[[ DATA PROVIDED, beginning ]]

use std::collections::BTreeMap;
use std::path::Path;
use std::time::Instant;

use burn::module::AutodiffModule;
use burn::optim::{GradientsParams, Optimizer};
use burn::prelude::{Backend, Tensor};
use burn::tensor::ElementConversion;
use burn::tensor::backend::AutodiffBackend;
use dataset::{DataSource, FrameBatch};
use tracing::trace_span;

use crate::config::TrainConfig;
use crate::context::RunContext;
use crate::error::{Result, TrainError};
use crate::export::{epoch_file_name, save_png};
use crate::loss::LossAssembler;
use crate::metrics::{IntervalAccumulator, MetricEngine};
use crate::model::ReconstructionModel;
use crate::msg::EpochStats;
use crate::pyramid::{first_sample, stage_sizes, target_pyramid};
use crate::report::{ImageSnapshot, Reporter};

/// Runs single train epochs and evaluation passes.
#[derive(Clone, Debug)]
pub struct EpochRunner {
    config: TrainConfig,
    metrics: MetricEngine,
    losses: LossAssembler,
}

/// Metric bookkeeping shared by training and evaluation.
#[derive(Default)]
struct EpochMetrics {
    psnr: IntervalAccumulator,
    similarity: IntervalAccumulator,
    stage_sizes: Vec<[usize; 2]>,
}

impl EpochMetrics {
    fn record<B: Backend>(
        &mut self,
        engine: &MetricEngine,
        outputs: &[Tensor<B, 4>],
        targets: &[Tensor<B, 4>],
    ) -> Result<()> {
        self.psnr.extend(engine.psnr_samples(outputs, targets)?);
        self.similarity.extend(engine.similarity_samples(outputs, targets)?);
        self.stage_sizes = stage_sizes(outputs);
        Ok(())
    }

    /// Closes the interval and formats `PSNR: [..], SSIM: [..]`.
    fn close_interval(&mut self) -> String {
        let psnr = self.psnr.close_interval().unwrap_or_default();
        let similarity = self.similarity.close_interval().unwrap_or_default();
        format!("PSNR: {}, SSIM: {}", psnr.display(2), similarity.display(4))
    }

    fn into_stats(self, learning_rate: Option<f64>, loss: Option<f64>, aux_losses: BTreeMap<String, f64>) -> EpochStats {
        EpochStats {
            psnr: self.psnr.epoch_mean().unwrap_or_default(),
            similarity: self.similarity.epoch_mean().unwrap_or_default(),
            learning_rate,
            loss,
            aux_losses,
            stage_sizes: self.stage_sizes,
        }
    }
}

fn is_report_step(i: usize, steps: usize, print_interval: usize) -> bool {
    i % print_interval.max(1) == 0 || i + 1 == steps
}

/// Human readable lines go to the reporter on the leader and are dropped elsewhere.
fn say<C: Backend>(ctx: &RunContext<C>, reporter: &mut dyn Reporter, message: &str) {
    if ctx.is_leader() {
        reporter.log(log::Level::Info, &format!("{}{message}", ctx.log_prefix()));
    }
}

fn ground_truth<B: Backend>(batch: &FrameBatch<B>) -> Result<Tensor<B, 4>> {
    batch.image_gt.clone().ok_or(TrainError::MissingGroundTruth)
}

impl EpochRunner {
    pub fn new(config: &TrainConfig) -> Self {
        Self {
            config: config.clone(),
            metrics: MetricEngine::new(config),
            losses: LossAssembler::new(config.loss, config.ssim_window, config.psnr_peak as f32),
        }
    }

    pub fn config(&self) -> &TrainConfig {
        &self.config
    }

    pub fn metrics(&self) -> &MetricEngine {
        &self.metrics
    }

    /// Trains `model` for one pass over `source`, at epoch `ctx.epoch`.
    ///
    /// Statistics are averaged over all workers before they are returned, so every
    /// worker must call this in lockstep. When one worker fails, every worker
    /// returns an error. A non-finite loss is reported in the returned stats
    /// rather than treated as an error.
    pub fn train_epoch<B, M, O, D>(
        &self,
        ctx: &mut RunContext<B>,
        model: M,
        optim: &mut O,
        source: &D,
        reporter: &mut dyn Reporter,
    ) -> Result<(M, EpochStats)>
    where
        B: AutodiffBackend,
        M: AutodiffModule<B> + ReconstructionModel<B>,
        O: Optimizer<M, B>,
        D: DataSource<B> + ?Sized,
    {
        let epoch = ctx.epoch;
        let epoch_start = Instant::now();

        let pass = self.train_steps(ctx, model, optim, source, reporter);
        let pass = ctx.settle(pass)?;

        if !pass.loss.is_finite() {
            log::warn!("{}Epoch {} loss is not finite: {}", ctx.log_prefix(), epoch + 1, pass.loss);
        }
        let stats = pass
            .metrics
            .into_stats(Some(pass.learning_rate), Some(pass.loss), pass.aux_losses)
            .reduce(&ctx.reducer())?;

        let published = if ctx.is_leader() {
            publish_train(&stats, pass.last_finest, reporter, epoch + 1)
        } else {
            Ok(())
        };
        ctx.settle(published)?;

        let current = epoch_start.elapsed().as_secs_f64();
        let average = ctx.elapsed().as_secs_f64() / (epoch + 1) as f64;
        say(
            ctx,
            reporter,
            &format!("-> time/epoch: \tCurrent:{current:.2} \tAverage:{average:.2}"),
        );

        Ok((pass.model, stats))
    }

    /// The optimizer steps of one epoch, on this worker only.
    fn train_steps<B, M, O, D>(
        &self,
        ctx: &mut RunContext<B>,
        mut model: M,
        optim: &mut O,
        source: &D,
        reporter: &mut dyn Reporter,
    ) -> Result<TrainPass<B, M>>
    where
        B: AutodiffBackend,
        M: AutodiffModule<B> + ReconstructionModel<B>,
        O: Optimizer<M, B>,
        D: DataSource<B> + ?Sized,
    {
        let steps = source.len();
        if steps == 0 {
            return Err(TrainError::EmptyDataSource);
        }

        let epoch = ctx.epoch;
        let total_epochs = self.config.epochs;

        let mut metrics = EpochMetrics::default();
        let mut lr = 0.0;
        let mut loss_sum = 0.0;
        let mut aux_sum = BTreeMap::<String, f64>::new();
        let mut last_finest = None;
        let mut seen = 0;

        for (i, batch) in source.batches(epoch).enumerate() {
            let batch = batch.to_device(&ctx.device);
            let gt = ground_truth(&batch)?;

            let (outputs, aux) = trace_span!("Forward").in_scope(|| model.forward(&batch)).into_parts();
            let targets = target_pyramid(&outputs, &gt);

            let (total, aux_values) = {
                let _span = trace_span!("Calculate losses").entered();
                let bundle = self.losses.assemble(&outputs, &targets, aux)?;
                (bundle.total()?, bundle.auxiliary_values())
            };
            let loss_value = total.clone().into_scalar().elem::<f64>();

            lr = self.config.lr.learning_rate(epoch, total_epochs, i, steps);

            let grads = trace_span!("Backward pass").in_scope(|| total.backward());
            let grads = GradientsParams::from_grads(grads, &model);
            model = trace_span!("Optimizer step").in_scope(|| optim.step(lr, model, grads));
            ctx.global_step += 1;

            let outputs: Vec<_> = outputs.into_iter().map(|t| t.inner()).collect();
            let targets: Vec<_> = targets.into_iter().map(|t| t.inner()).collect();
            metrics.record(&self.metrics, &outputs, &targets)?;

            loss_sum += loss_value;
            for (name, value) in &aux_values {
                *aux_sum.entry(name.clone()).or_default() += value;
            }
            seen += 1;

            if is_report_step(i, steps, self.config.print_interval) {
                let mut line = format!(
                    "Epoch[{}/{}], Step [{}/{}], lr:{:.2e} {}",
                    epoch + 1,
                    total_epochs,
                    i + 1,
                    steps,
                    lr,
                    metrics.close_interval(),
                );
                for (name, value) in &aux_values {
                    line.push_str(&format!(", {name}: {value:.6}"));
                }
                say(ctx, reporter, &line);
            }

            last_finest = outputs.last().cloned().zip(targets.last().cloned());
        }

        if seen == 0 {
            return Err(TrainError::EmptyDataSource);
        }

        Ok(TrainPass {
            model,
            metrics,
            learning_rate: lr,
            loss: loss_sum / seen as f64,
            aux_losses: aux_sum
                .into_iter()
                .map(|(name, sum)| (name, sum / seen as f64))
                .collect(),
            last_finest,
        })
    }

    /// Measures `model` over one pass of `source` without updating it.
    ///
    /// `model` runs on `B`, usually the inner backend of the training context. When
    /// `export_dir` is set the leader writes the finest reconstruction of the first
    /// sample of the last batch there, after the statistics were reduced.
    pub fn evaluate<B, C, M, D>(
        &self,
        ctx: &RunContext<C>,
        model: &M,
        source: &D,
        reporter: &mut dyn Reporter,
        export_dir: Option<&Path>,
    ) -> Result<EpochStats>
    where
        B: Backend<Device = C::Device>,
        C: Backend,
        M: ReconstructionModel<B>,
        D: DataSource<B> + ?Sized,
    {
        let eval_start = Instant::now();

        let pass = self.eval_steps(ctx, model, source, reporter);
        let (metrics, last_output) = ctx.settle(pass)?;
        let stats = metrics.into_stats(None, None, BTreeMap::new()).reduce(&ctx.reducer())?;

        let published = if ctx.is_leader() {
            publish_eval(&stats, last_output, export_dir, reporter, ctx.epoch + 1)
        } else {
            Ok(())
        };
        ctx.settle(published)?;

        say(
            ctx,
            reporter,
            &format!(
                "-> total time on evaluate: \t{:.2}",
                eval_start.elapsed().as_secs_f64()
            ),
        );
        Ok(stats)
    }

    fn eval_steps<B, C, M, D>(
        &self,
        ctx: &RunContext<C>,
        model: &M,
        source: &D,
        reporter: &mut dyn Reporter,
    ) -> Result<(EpochMetrics, Option<Tensor<B, 4>>)>
    where
        B: Backend<Device = C::Device>,
        C: Backend,
        M: ReconstructionModel<B>,
        D: DataSource<B> + ?Sized,
    {
        let steps = source.len();
        if steps == 0 {
            return Err(TrainError::EmptyDataSource);
        }

        let mut metrics = EpochMetrics::default();
        let mut last_output = None;

        for (i, batch) in source.batches(ctx.epoch).enumerate() {
            let batch = batch.to_device(&ctx.device);
            let gt = ground_truth(&batch)?;

            let outputs = trace_span!("Forward").in_scope(|| model.forward(&batch)).into_outputs();
            B::sync(&ctx.device);
            let targets = target_pyramid(&outputs, &gt);
            metrics.record(&self.metrics, &outputs, &targets)?;

            if is_report_step(i, steps, self.config.print_interval) {
                let line = format!("Eval, Step [{}/{}], {}", i + 1, steps, metrics.close_interval());
                say(ctx, reporter, &line);
            }

            last_output = outputs.last().cloned();
        }

        if last_output.is_none() {
            return Err(TrainError::EmptyDataSource);
        }
        Ok((metrics, last_output))
    }
}

/// What one worker's train steps leave behind, before reduction.
struct TrainPass<B: AutodiffBackend, M> {
    model: M,
    metrics: EpochMetrics,
    learning_rate: f64,
    loss: f64,
    aux_losses: BTreeMap<String, f64>,
    /// Finest output and target of the last batch.
    last_finest: Option<(Tensor<B::InnerBackend, 4>, Tensor<B::InnerBackend, 4>)>,
}

fn publish_train<B: Backend>(
    stats: &EpochStats,
    last_finest: Option<(Tensor<B, 4>, Tensor<B, 4>)>,
    reporter: &mut dyn Reporter,
    step: usize,
) -> Result<()> {
    stats.publish(reporter, "Train", step)?;
    if let Some((output, target)) = last_finest {
        reporter.image("train/image_in", &ImageSnapshot::from_tensor(first_sample(output))?, step)?;
        reporter.image("train/image_gt", &ImageSnapshot::from_tensor(first_sample(target))?, step)?;
    }
    Ok(())
}

fn publish_eval<B: Backend>(
    stats: &EpochStats,
    last_output: Option<Tensor<B, 4>>,
    export_dir: Option<&Path>,
    reporter: &mut dyn Reporter,
    step: usize,
) -> Result<()> {
    stats.publish(reporter, "Eval", step)?;
    if let (Some(dir), Some(output)) = (export_dir, last_output) {
        save_png(&ImageSnapshot::from_tensor(first_sample(output))?, &dir.join(epoch_file_name(step)))?;
    }
    Ok(())
}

[[ DATA PROVIDED, end ]]

● DESCRIPTION OF THE TASK
Check each line above for the word "When", and copy the lines where it appears.

● TASK ANSWER
    /// worker must call this in lockstep. When one worker fails, every worker
    /// `model` runs on `B`, usually the inner backend of the training context. When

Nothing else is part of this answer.